TASK INPUT:
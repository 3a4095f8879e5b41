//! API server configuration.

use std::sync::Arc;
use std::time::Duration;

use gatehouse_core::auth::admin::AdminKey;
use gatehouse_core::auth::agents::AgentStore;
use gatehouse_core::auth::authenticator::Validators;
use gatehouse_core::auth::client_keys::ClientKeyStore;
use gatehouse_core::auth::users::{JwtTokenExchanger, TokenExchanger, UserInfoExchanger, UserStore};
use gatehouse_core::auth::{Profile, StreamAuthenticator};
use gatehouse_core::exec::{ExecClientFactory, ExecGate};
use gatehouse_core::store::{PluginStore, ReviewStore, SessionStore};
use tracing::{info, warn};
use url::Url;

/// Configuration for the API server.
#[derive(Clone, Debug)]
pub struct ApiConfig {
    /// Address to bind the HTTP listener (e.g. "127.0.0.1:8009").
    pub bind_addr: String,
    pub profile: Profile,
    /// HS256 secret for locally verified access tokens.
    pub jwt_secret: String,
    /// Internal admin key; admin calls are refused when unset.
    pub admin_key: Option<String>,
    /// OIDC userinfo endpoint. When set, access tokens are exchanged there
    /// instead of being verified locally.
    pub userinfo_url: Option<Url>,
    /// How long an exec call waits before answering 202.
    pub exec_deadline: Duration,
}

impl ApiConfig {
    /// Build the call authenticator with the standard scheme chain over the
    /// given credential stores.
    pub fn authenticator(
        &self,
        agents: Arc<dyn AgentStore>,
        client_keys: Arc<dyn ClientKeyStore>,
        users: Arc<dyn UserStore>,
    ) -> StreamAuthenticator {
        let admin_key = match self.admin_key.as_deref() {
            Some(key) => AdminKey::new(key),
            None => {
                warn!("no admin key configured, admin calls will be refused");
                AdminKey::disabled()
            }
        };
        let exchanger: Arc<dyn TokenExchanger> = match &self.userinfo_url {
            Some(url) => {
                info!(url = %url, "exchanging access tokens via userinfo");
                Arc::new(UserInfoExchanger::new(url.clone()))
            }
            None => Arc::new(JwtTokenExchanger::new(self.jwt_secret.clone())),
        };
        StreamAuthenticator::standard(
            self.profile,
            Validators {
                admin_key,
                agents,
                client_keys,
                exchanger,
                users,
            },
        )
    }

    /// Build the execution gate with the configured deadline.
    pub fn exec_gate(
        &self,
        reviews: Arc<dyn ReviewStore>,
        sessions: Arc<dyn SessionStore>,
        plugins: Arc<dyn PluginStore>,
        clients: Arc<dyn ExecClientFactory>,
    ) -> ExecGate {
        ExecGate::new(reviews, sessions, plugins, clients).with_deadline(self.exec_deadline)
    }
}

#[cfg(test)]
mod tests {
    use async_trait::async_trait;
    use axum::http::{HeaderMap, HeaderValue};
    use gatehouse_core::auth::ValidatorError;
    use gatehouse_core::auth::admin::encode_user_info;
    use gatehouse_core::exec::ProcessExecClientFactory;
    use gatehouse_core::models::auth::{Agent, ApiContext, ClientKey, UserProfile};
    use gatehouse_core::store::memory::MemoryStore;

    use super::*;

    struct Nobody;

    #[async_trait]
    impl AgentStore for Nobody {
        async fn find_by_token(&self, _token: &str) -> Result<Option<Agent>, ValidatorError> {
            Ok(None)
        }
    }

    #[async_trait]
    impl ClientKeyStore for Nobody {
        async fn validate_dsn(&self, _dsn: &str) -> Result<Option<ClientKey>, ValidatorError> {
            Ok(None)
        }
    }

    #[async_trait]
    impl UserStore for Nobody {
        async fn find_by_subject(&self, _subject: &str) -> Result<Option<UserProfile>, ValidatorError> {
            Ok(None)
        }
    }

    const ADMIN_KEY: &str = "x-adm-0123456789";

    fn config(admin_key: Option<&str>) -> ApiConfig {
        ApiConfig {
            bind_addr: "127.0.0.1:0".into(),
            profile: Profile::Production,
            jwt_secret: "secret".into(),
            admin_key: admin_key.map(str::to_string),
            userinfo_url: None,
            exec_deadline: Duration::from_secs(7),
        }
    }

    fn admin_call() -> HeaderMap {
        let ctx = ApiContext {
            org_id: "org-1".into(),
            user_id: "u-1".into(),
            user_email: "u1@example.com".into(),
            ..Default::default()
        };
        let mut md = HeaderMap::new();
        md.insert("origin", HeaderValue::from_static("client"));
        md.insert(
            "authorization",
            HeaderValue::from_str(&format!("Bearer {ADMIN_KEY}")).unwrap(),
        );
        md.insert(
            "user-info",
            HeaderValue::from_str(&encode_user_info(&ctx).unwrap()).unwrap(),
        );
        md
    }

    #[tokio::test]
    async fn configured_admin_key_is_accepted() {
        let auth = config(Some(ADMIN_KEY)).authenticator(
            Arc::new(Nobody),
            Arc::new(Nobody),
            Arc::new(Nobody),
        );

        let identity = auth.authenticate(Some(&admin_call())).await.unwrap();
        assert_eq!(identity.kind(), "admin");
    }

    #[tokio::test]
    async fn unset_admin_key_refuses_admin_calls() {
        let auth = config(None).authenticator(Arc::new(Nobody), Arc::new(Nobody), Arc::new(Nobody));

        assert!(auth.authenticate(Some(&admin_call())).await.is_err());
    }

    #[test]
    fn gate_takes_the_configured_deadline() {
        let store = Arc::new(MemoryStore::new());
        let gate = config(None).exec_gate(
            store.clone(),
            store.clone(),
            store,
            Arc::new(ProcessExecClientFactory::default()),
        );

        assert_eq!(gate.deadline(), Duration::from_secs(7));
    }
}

DESCRIPTION OF THE TASK: The data above should be reproduced in full and exactly.

WRITTEN ANSWER:
repository 3a4095f8879e5b41
//! API server configuration.

use std::sync::Arc;
use std::time::Duration;

use gatehouse_core::auth::admin::AdminKey;
use gatehouse_core::auth::agents::AgentStore;
use gatehouse_core::auth::authenticator::Validators;
use gatehouse_core::auth::client_keys::ClientKeyStore;
use gatehouse_core::auth::users::{JwtTokenExchanger, TokenExchanger, UserInfoExchanger, UserStore};
use gatehouse_core::auth::{Profile, StreamAuthenticator};
use gatehouse_core::exec::{ExecClientFactory, ExecGate};
use gatehouse_core::store::{PluginStore, ReviewStore, SessionStore};
use tracing::{info, warn};
use url::Url;

/// Configuration for the API server.
#[derive(Clone, Debug)]
pub struct ApiConfig {
    /// Address to bind the HTTP listener (e.g. "127.0.0.1:8009").
    pub bind_addr: String,
    pub profile: Profile,
    /// HS256 secret for locally verified access tokens.
    pub jwt_secret: String,
    /// Internal admin key; admin calls are refused when unset.
    pub admin_key: Option<String>,
    /// OIDC userinfo endpoint. When set, access tokens are exchanged there
    /// instead of being verified locally.
    pub userinfo_url: Option<Url>,
    /// How long an exec call waits before answering 202.
    pub exec_deadline: Duration,
}

impl ApiConfig {
    /// Build the call authenticator with the standard scheme chain over the
    /// given credential stores.
    pub fn authenticator(
        &self,
        agents: Arc<dyn AgentStore>,
        client_keys: Arc<dyn ClientKeyStore>,
        users: Arc<dyn UserStore>,
    ) -> StreamAuthenticator {
        let admin_key = match self.admin_key.as_deref() {
            Some(key) => AdminKey::new(key),
            None => {
                warn!("no admin key configured, admin calls will be refused");
                AdminKey::disabled()
            }
        };
        let exchanger: Arc<dyn TokenExchanger> = match &self.userinfo_url {
            Some(url) => {
                info!(url = %url, "exchanging access tokens via userinfo");
                Arc::new(UserInfoExchanger::new(url.clone()))
            }
            None => Arc::new(JwtTokenExchanger::new(self.jwt_secret.clone())),
        };
        StreamAuthenticator::standard(
            self.profile,
            Validators {
                admin_key,
                agents,
                client_keys,
                exchanger,
                users,
            },
        )
    }

    /// Build the execution gate with the configured deadline.
    pub fn exec_gate(
        &self,
        reviews: Arc<dyn ReviewStore>,
        sessions: Arc<dyn SessionStore>,
        plugins: Arc<dyn PluginStore>,
        clients: Arc<dyn ExecClientFactory>,
    ) -> ExecGate {
        ExecGate::new(reviews, sessions, plugins, clients).with_deadline(self.exec_deadline)
    }
}

#[cfg(test)]
mod tests {
    use async_trait::async_trait;
    use axum::http::{HeaderMap, HeaderValue};
    use gatehouse_core::auth::ValidatorError;
    use gatehouse_core::auth::admin::encode_user_info;
    use gatehouse_core::exec::ProcessExecClientFactory;
    use gatehouse_core::models::auth::{Agent, ApiContext, ClientKey, UserProfile};
    use gatehouse_core::store::memory::MemoryStore;

    use super::*;

    struct Nobody;

    #[async_trait]
    impl AgentStore for Nobody {
        async fn find_by_token(&self, _token: &str) -> Result<Option<Agent>, ValidatorError> {
            Ok(None)
        }
    }

    #[async_trait]
    impl ClientKeyStore for Nobody {
        async fn validate_dsn(&self, _dsn: &str) -> Result<Option<ClientKey>, ValidatorError> {
            Ok(None)
        }
    }

    #[async_trait]
    impl UserStore for Nobody {
        async fn find_by_subject(&self, _subject: &str) -> Result<Option<UserProfile>, ValidatorError> {
            Ok(None)
        }
    }

    const ADMIN_KEY: &str = "x-adm-0123456789";

    fn config(admin_key: Option<&str>) -> ApiConfig {
        ApiConfig {
            bind_addr: "127.0.0.1:0".into(),
            profile: Profile::Production,
            jwt_secret: "secret".into(),
            admin_key: admin_key.map(str::to_string),
            userinfo_url: None,
            exec_deadline: Duration::from_secs(7),
        }
    }

    fn admin_call() -> HeaderMap {
        let ctx = ApiContext {
            org_id: "org-1".into(),
            user_id: "u-1".into(),
            user_email: "u1@example.com".into(),
            ..Default::default()
        };
        let mut md = HeaderMap::new();
        md.insert("origin", HeaderValue::from_static("client"));
        md.insert(
            "authorization",
            HeaderValue::from_str(&format!("Bearer {ADMIN_KEY}")).unwrap(),
        );
        md.insert(
            "user-info",
            HeaderValue::from_str(&encode_user_info(&ctx).unwrap()).unwrap(),
        );
        md
    }

    #[tokio::test]
    async fn configured_admin_key_is_accepted() {
        let auth = config(Some(ADMIN_KEY)).authenticator(
            Arc::new(Nobody),
            Arc::new(Nobody),
            Arc::new(Nobody),
        );

        let identity = auth.authenticate(Some(&admin_call())).await.unwrap();
        assert_eq!(identity.kind(), "admin");
    }

    #[tokio::test]
    async fn unset_admin_key_refuses_admin_calls() {
        let auth = config(None).authenticator(Arc::new(Nobody), Arc::new(Nobody), Arc::new(Nobody));

        assert!(auth.authenticate(Some(&admin_call())).await.is_err());
    }

    #[test]
    fn gate_takes_the_configured_deadline() {
        let store = Arc::new(MemoryStore::new());
        let gate = config(None).exec_gate(
            store.clone(),
            store.clone(),
            store,
            Arc::new(ProcessExecClientFactory::default()),
        );

        assert_eq!(gate.deadline(), Duration::from_secs(7));
    }
}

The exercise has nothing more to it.